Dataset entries
···

// SPDX-License-Identifier: BUSL-1.1
// Copyright (c) 2026 Alfred Jean LLC

//! Framed binary codec and TCP session.
//!
//! Requests and responses travel as length-prefixed frames. A request is
//! the command name followed by its arguments in declared order, each
//! tagged with a wire type; a response is a controller error string (empty
//! means success) followed by a tagged payload list. Bool arguments are
//! encoded as int by the caller before they reach this layer.
//!
//! Frame layout (all integers big-endian):
//!
//! ```text
//! request  := u32 body_len, body
//! body     := u16 cmd_len, cmd_utf8, u16 arg_count, arg*
//! arg      := u16 name_len, name_utf8, tagged
//! response := u32 body_len, body
//! body     := u32 err_len, err_utf8, u32 payload_count, tagged*
//! tagged   := 0u8 f64 | 1u8 i64 | 2u8 (u32 len, utf8) | 3u8 (u32 count, tagged*)
//! ```
//!
//! The encoder/decoder pair is public so loopback test controllers and
//! out-of-tree adapters can speak the same bytes.

use std::io::{Read, Write};
use std::net::{TcpStream, ToSocketAddrs};
use std::time::Duration;

use bytes::{Buf, BufMut, Bytes, BytesMut};

use crate::error::{BridgeError, Result};
use crate::value::{ScalarValue, WireValue};

use super::{ResponseEnvelope, Session, SessionFactory};

const TAG_FLOAT: u8 = 0;
const TAG_INT: u8 = 1;
const TAG_STR: u8 = 2;
const TAG_LIST: u8 = 3;

/// Upper bound on a frame body; anything larger is a protocol error, not
/// an allocation request.
const MAX_FRAME_LEN: usize = 16 * 1024 * 1024;

/// Encode a request body (without the length prefix).
pub fn encode_request(command: &str, args: &[(String, ScalarValue)]) -> Result<Bytes> {
    let mut buf = BytesMut::new();
    put_short_str(&mut buf, command)?;
    let count = u16::try_from(args.len())
        .map_err(|_| BridgeError::protocol("too many arguments for one frame"))?;
    buf.put_u16(count);
    for (name, value) in args {
        put_short_str(&mut buf, name)?;
        match value {
            ScalarValue::Float(v) => {
                buf.put_u8(TAG_FLOAT);
                buf.put_f64(*v);
            }
            ScalarValue::Int(v) => {
                buf.put_u8(TAG_INT);
                buf.put_i64(*v);
            }
            // Bool is coerced to int upstream; encode defensively anyway.
            ScalarValue::Bool(v) => {
                buf.put_u8(TAG_INT);
                buf.put_i64(i64::from(*v));
            }
            ScalarValue::Str(text) => {
                buf.put_u8(TAG_STR);
                put_long_str(&mut buf, text)?;
            }
        }
    }
    Ok(buf.freeze())
}

/// Decode a request body. Server-side counterpart of [`encode_request`],
/// used by loopback test controllers.
pub fn decode_request(body: &[u8]) -> Result<(String, Vec<(String, ScalarValue)>)> {
    let mut buf = body;
    let command = get_short_str(&mut buf)?;
    let count = get_u16(&mut buf)?;
    let mut args = Vec::with_capacity(count as usize);
    for _ in 0..count {
        let name = get_short_str(&mut buf)?;
        let tag = get_u8(&mut buf)?;
        let value = match tag {
            TAG_FLOAT => ScalarValue::Float(get_f64(&mut buf)?),
            TAG_INT => ScalarValue::Int(get_i64(&mut buf)?),
            TAG_STR => ScalarValue::Str(get_long_str(&mut buf)?),
            other => {
                return Err(BridgeError::protocol(format!(
                    "unknown argument tag {other} in request frame"
                )))
            }
        };
        args.push((name, value));
    }
    Ok((command, args))
}

/// Encode a response body (without the length prefix).
pub fn encode_response(error: &str, payload: &[WireValue]) -> Result<Bytes> {
    let mut buf = BytesMut::new();
    put_long_str(&mut buf, error)?;
    let count = u32::try_from(payload.len())
        .map_err(|_| BridgeError::protocol("payload too large for one frame"))?;
    buf.put_u32(count);
    for value in payload {
        put_wire_value(&mut buf, value)?;
    }
    Ok(buf.freeze())
}

/// Decode a response body into the `(error_string, payload)` envelope.
pub fn decode_response(body: &[u8]) -> Result<ResponseEnvelope> {
    let mut buf = body;
    let error = get_long_str(&mut buf)?;
    let count = get_u32(&mut buf)?;
    let mut payload = Vec::with_capacity(count.min(4096) as usize);
    for _ in 0..count {
        payload.push(get_wire_value(&mut buf)?);
    }
    if !buf.is_empty() {
        return Err(BridgeError::protocol(format!(
            "{} trailing bytes after response payload",
            buf.len()
        )));
    }
    Ok(ResponseEnvelope { error, payload })
}

fn put_wire_value(buf: &mut BytesMut, value: &WireValue) -> Result<()> {
    match value {
        WireValue::Float(v) => {
            buf.put_u8(TAG_FLOAT);
            buf.put_f64(*v);
        }
        WireValue::Int(v) => {
            buf.put_u8(TAG_INT);
            buf.put_i64(*v);
        }
        WireValue::Str(text) => {
            buf.put_u8(TAG_STR);
            put_long_str(buf, text)?;
        }
        WireValue::List(items) => {
            buf.put_u8(TAG_LIST);
            let count = u32::try_from(items.len())
                .map_err(|_| BridgeError::protocol("list too large for one frame"))?;
            buf.put_u32(count);
            for item in items {
                put_wire_value(buf, item)?;
            }
        }
    }
    Ok(())
}

fn get_wire_value(buf: &mut &[u8]) -> Result<WireValue> {
    let tag = get_u8(buf)?;
    match tag {
        TAG_FLOAT => Ok(WireValue::Float(get_f64(buf)?)),
        TAG_INT => Ok(WireValue::Int(get_i64(buf)?)),
        TAG_STR => Ok(WireValue::Str(get_long_str(buf)?)),
        TAG_LIST => {
            let count = get_u32(buf)?;
            let mut items = Vec::with_capacity(count.min(4096) as usize);
            for _ in 0..count {
                items.push(get_wire_value(buf)?);
            }
            Ok(WireValue::List(items))
        }
        other => Err(BridgeError::protocol(format!(
            "unknown payload tag {other} in response frame"
        ))),
    }
}

fn put_short_str(buf: &mut BytesMut, text: &str) -> Result<()> {
    let len = u16::try_from(text.len())
        .map_err(|_| BridgeError::protocol(format!("string too long for frame: {text}")))?;
    buf.put_u16(len);
    buf.put_slice(text.as_bytes());
    Ok(())
}

fn put_long_str(buf: &mut BytesMut, text: &str) -> Result<()> {
    let len = u32::try_from(text.len())
        .map_err(|_| BridgeError::protocol("string too long for frame"))?;
    buf.put_u32(len);
    buf.put_slice(text.as_bytes());
    Ok(())
}

fn need(buf: &&[u8], bytes: usize) -> Result<()> {
    if buf.remaining() < bytes {
        return Err(BridgeError::protocol(format!(
            "truncated frame: needed {bytes} more bytes, had {}",
            buf.remaining()
        )));
    }
    Ok(())
}

fn get_u8(buf: &mut &[u8]) -> Result<u8> {
    need(buf, 1)?;
    Ok(buf.get_u8())
}

fn get_u16(buf: &mut &[u8]) -> Result<u16> {
    need(buf, 2)?;
    Ok(buf.get_u16())
}

fn get_u32(buf: &mut &[u8]) -> Result<u32> {
    need(buf, 4)?;
    Ok(buf.get_u32())
}

fn get_i64(buf: &mut &[u8]) -> Result<i64> {
    need(buf, 8)?;
    Ok(buf.get_i64())
}

fn get_f64(buf: &mut &[u8]) -> Result<f64> {
    need(buf, 8)?;
    Ok(buf.get_f64())
}

fn get_short_str(buf: &mut &[u8]) -> Result<String> {
    let len = get_u16(buf)? as usize;
    get_str_bytes(buf, len)
}

fn get_long_str(buf: &mut &[u8]) -> Result<String> {
    let len = get_u32(buf)? as usize;
    get_str_bytes(buf, len)
}

fn get_str_bytes(buf: &mut &[u8], len: usize) -> Result<String> {
    if len > MAX_FRAME_LEN {
        return Err(BridgeError::protocol(format!("string length {len} exceeds frame limit")));
    }
    need(buf, len)?;
    let bytes = buf[..len].to_vec();
    buf.advance(len);
    String::from_utf8(bytes)
        .map_err(|_| BridgeError::protocol("frame string is not valid utf-8"))
}

/// Write one length-prefixed frame.
pub fn write_frame(stream: &mut impl Write, body: &[u8]) -> std::io::Result<()> {
    let len = body.len() as u32;
    stream.write_all(&len.to_be_bytes())?;
    stream.write_all(body)?;
    stream.flush()
}

/// Read one length-prefixed frame.
pub fn read_frame(stream: &mut impl Read) -> Result<Vec<u8>> {
    let mut len_bytes = [0u8; 4];
    stream.read_exact(&mut len_bytes).map_err(map_io_error)?;
    let len = u32::from_be_bytes(len_bytes) as usize;
    if len > MAX_FRAME_LEN {
        return Err(BridgeError::protocol(format!(
            "frame length {len} exceeds limit {MAX_FRAME_LEN}"
        )));
    }
    let mut body = vec![0u8; len];
    stream.read_exact(&mut body).map_err(map_io_error)?;
    Ok(body)
}

/// Remap socket errors onto the transport taxonomy: timeouts become
/// `TimeoutError`, drops become `ConnectionError`.
pub fn map_io_error(err: std::io::Error) -> BridgeError {
    use std::io::ErrorKind;
    match err.kind() {
        ErrorKind::TimedOut | ErrorKind::WouldBlock => {
            BridgeError::timeout(format!("socket operation timed out: {err}"))
        }
        ErrorKind::ConnectionReset
        | ErrorKind::ConnectionAborted
        | ErrorKind::BrokenPipe
        | ErrorKind::UnexpectedEof
        | ErrorKind::ConnectionRefused
        | ErrorKind::NotConnected => {
            BridgeError::connection(format!("connection dropped: {err}"))
        }
        _ => BridgeError::connection(format!("socket error: {err}")),
    }
}

/// A live framed-protocol session over one TCP stream.
pub struct TcpWireSession {
    endpoint: String,
    stream: TcpStream,
}

impl Session for TcpWireSession {
    fn call(&mut self, command: &str, args: &[(String, ScalarValue)]) -> Result<ResponseEnvelope> {
        let body = encode_request(command, args)?;
        write_frame(&mut self.stream, &body).map_err(map_io_error)?;
        let response = read_frame(&mut self.stream)?;
        decode_response(&response)
    }

    fn endpoint(&self) -> &str {
        &self.endpoint
    }

    fn close(&mut self) {
        let _ = self.stream.shutdown(std::net::Shutdown::Both);
    }
}

/// Opens framed-protocol TCP sessions.
pub struct TcpSessionFactory;

impl SessionFactory for TcpSessionFactory {
    fn open(&self, host: &str, port: u16, timeout: Duration) -> Result<Box<dyn Session>> {
        let endpoint = format!("{host}:{port}");
        let addr = (host, port)
            .to_socket_addrs()
            .map_err(|e| BridgeError::connection(format!("cannot resolve {endpoint}: {e}")))?
            .next()
            .ok_or_else(|| {
                BridgeError::connection(format!("no address resolved for {endpoint}"))
            })?;
        let stream = TcpStream::connect_timeout(&addr, timeout).map_err(|e| {
            if e.kind() == std::io::ErrorKind::TimedOut {
                BridgeError::timeout(format!(
                    "timed out opening socket to {endpoint} (timeout {timeout:?})"
                ))
            } else {
                BridgeError::connection(format!("failed to open socket to {endpoint}: {e}"))
            }
        })?;
        stream
            .set_read_timeout(Some(timeout))
            .and_then(|()| stream.set_write_timeout(Some(timeout)))
            .and_then(|()| stream.set_nodelay(true))
            .map_err(|e| BridgeError::connection(format!("socket setup for {endpoint}: {e}")))?;
        Ok(Box::new(TcpWireSession { endpoint, stream }))
    }

    fn backend_name(&self) -> &str {
        "wire"
    }

    fn version_string(&self) -> String {
        format!("spmbridge-wire/{}", env!("CARGO_PKG_VERSION"))
    }
}

#[cfg(test)]
#[path = "wire_tests.rs"]
mod tests;
// SPDX-License-Identifier: BUSL-1.1
// Copyright (c) 2026 Alfred Jean LLC

//! Test harness for end-to-end bridge scenarios.
//!
//! Runs a scripted controller behind a real TCP listener speaking the
//! framed wire protocol, so the full stack (registry normalization,
//! codec, session mutex, reconnect-and-retry) is exercised over actual
//! sockets.

use std::collections::HashMap;
use std::net::TcpListener;
use std::sync::atomic::{AtomicBool, AtomicU32, Ordering};
use std::sync::Arc;
use std::thread::JoinHandle;

use parking_lot::Mutex;

use spmbridge::instrument::Instrument;
use spmbridge::manifest::Manifest;
use spmbridge::policy::WritePolicy;
use spmbridge::test_support::{sample_manifest, SAMPLE_MANIFEST_YAML};
use spmbridge::transport::registry::CommandRegistry;
use spmbridge::transport::wire::{
    decode_request, encode_response, read_frame, write_frame, TcpSessionFactory,
};
use spmbridge::transport::{ConnectionSettings, TransportClient};
use spmbridge::value::{ScalarValue, WireValue};

/// What the scripted controller does with one command.
pub enum Handle {
    /// Success envelope with this payload.
    Reply(Vec<WireValue>),
    /// Envelope carrying a controller error string.
    Refuse(String),
    /// Drop the TCP connection without answering.
    Hangup,
}

type Handler = Box<dyn FnMut(&[(String, ScalarValue)]) -> Handle + Send>;

#[derive(Default)]
struct ControllerState {
    handlers: Mutex<HashMap<String, Handler>>,
    calls: Mutex<Vec<(String, Vec<(String, ScalarValue)>)>>,
    connections: AtomicU32,
}

/// A scripted controller served over a real TCP listener.
pub struct WireController {
    port: u16,
    state: Arc<ControllerState>,
    shutdown: Arc<AtomicBool>,
    accept_thread: Option<JoinHandle<()>>,
}

impl WireController {
    /// Bind an ephemeral port and start serving. Commands without a
    /// handler are refused with an `unknown command` controller error; the
    /// connect probe (`Bias_Get`) answers 0.0 by default.
    pub fn start() -> Self {
        let listener = TcpListener::bind("127.0.0.1:0").expect("bind loopback");
        let port = listener.local_addr().expect("local addr").port();
        let state = Arc::new(ControllerState::default());
        let shutdown = Arc::new(AtomicBool::new(false));

        // Every controller answers the connect probe unless a test
        // replaces the handler.
        state
            .handlers
            .lock()
            .insert("Bias_Get".to_owned(), Box::new(|_| Handle::Reply(vec![WireValue::Float(0.0)])));

        let accept_state = Arc::clone(&state);
        let accept_shutdown = Arc::clone(&shutdown);
        let handle = std::thread::spawn(move || {
            for stream in listener.incoming() {
                if accept_shutdown.load(Ordering::Acquire) {
                    break;
                }
                let Ok(stream) = stream else { break };
                accept_state.connections.fetch_add(1, Ordering::Relaxed);
                let conn_state = Arc::clone(&accept_state);
                std::thread::spawn(move || serve_connection(stream, &conn_state));
            }
        });

        Self { port, state, shutdown, accept_thread: Some(handle) }
    }

    pub fn port(&self) -> u16 {
        self.port
    }

    /// Install (or replace) the handler for one command.
    pub fn handle(
        &self,
        command: &str,
        handler: impl FnMut(&[(String, ScalarValue)]) -> Handle + Send + 'static,
    ) {
        self.state.handlers.lock().insert(command.to_owned(), Box::new(handler));
    }

    /// Fixed success payload for a command.
    pub fn reply(&self, command: &str, payload: Vec<WireValue>) {
        self.handle(command, move |_args| Handle::Reply(payload.clone()));
    }

    pub fn calls_for(&self, command: &str) -> Vec<Vec<(String, ScalarValue)>> {
        self.state
            .calls
            .lock()
            .iter()
            .filter(|(cmd, _)| cmd == command)
            .map(|(_, args)| args.clone())
            .collect()
    }

    pub fn connections(&self) -> u32 {
        self.state.connections.load(Ordering::Relaxed)
    }
}

impl Drop for WireController {
    fn drop(&mut self) {
        self.shutdown.store(true, Ordering::Release);
        // Poke the listener so the accept loop observes the flag.
        let _ = std::net::TcpStream::connect(("127.0.0.1", self.port));
        if let Some(handle) = self.accept_thread.take() {
            let _ = handle.join();
        }
    }
}

fn serve_connection(mut stream: std::net::TcpStream, state: &ControllerState) {
    loop {
        let Ok(body) = read_frame(&mut stream) else {
            return;
        };
        let Ok((command, args)) = decode_request(&body) else {
            return;
        };
        state.calls.lock().push((command.clone(), args.clone()));

        let outcome = match state.handlers.lock().get_mut(&command) {
            Some(handler) => handler(&args),
            None => Handle::Refuse(format!("unknown command {command}")),
        };
        let (error, payload) = match outcome {
            Handle::Reply(payload) => (String::new(), payload),
            Handle::Refuse(message) => (message, Vec::new()),
            Handle::Hangup => return,
        };
        let Ok(response) = encode_response(&error, &payload) else {
            return;
        };
        if write_frame(&mut stream, &response).is_err() {
            return;
        }
    }
}

/// Connection settings pointing at a started controller.
pub fn settings_for(ports: Vec<u16>) -> ConnectionSettings {
    ConnectionSettings {
        host: "127.0.0.1".to_owned(),
        ports,
        timeout_s: 2.0,
        retry_count: 1,
    }
}

/// Transport over real TCP against the sample manifest.
pub fn tcp_transport(ports: Vec<u16>) -> TransportClient {
    let registry = CommandRegistry::from_manifest(&sample_manifest());
    TransportClient::new(settings_for(ports), registry, Box::new(TcpSessionFactory))
        .expect("transport")
}

/// Full instrument over real TCP.
pub fn tcp_instrument(port: u16, allow_writes: bool, dry_run: bool) -> Instrument {
    let manifest = sample_manifest();
    let policy = WritePolicy::from_manifest(allow_writes, dry_run, &manifest);
    Instrument::new(manifest, tcp_transport(vec![port]), policy)
}

/// The manifest used across the specs, re-exported for assertions.
pub fn manifest() -> Manifest {
    sample_manifest()
}

pub fn manifest_yaml() -> &'static str {
    SAMPLE_MANIFEST_YAML
}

···

Copy each line of the records containing the string "spmbridge".

• **RESPONSE TO THE EXERCISE**:
        format!("spmbridge-wire/{}", env!("CARGO_PKG_VERSION"))
use spmbridge::instrument::Instrument;
use spmbridge::manifest::Manifest;
use spmbridge::policy::WritePolicy;
use spmbridge::test_support::{sample_manifest, SAMPLE_MANIFEST_YAML};
use spmbridge::transport::registry::CommandRegistry;
use spmbridge::transport::wire::{
use spmbridge::transport::{ConnectionSettings, TransportClient};
use spmbridge::value::{ScalarValue, WireValue};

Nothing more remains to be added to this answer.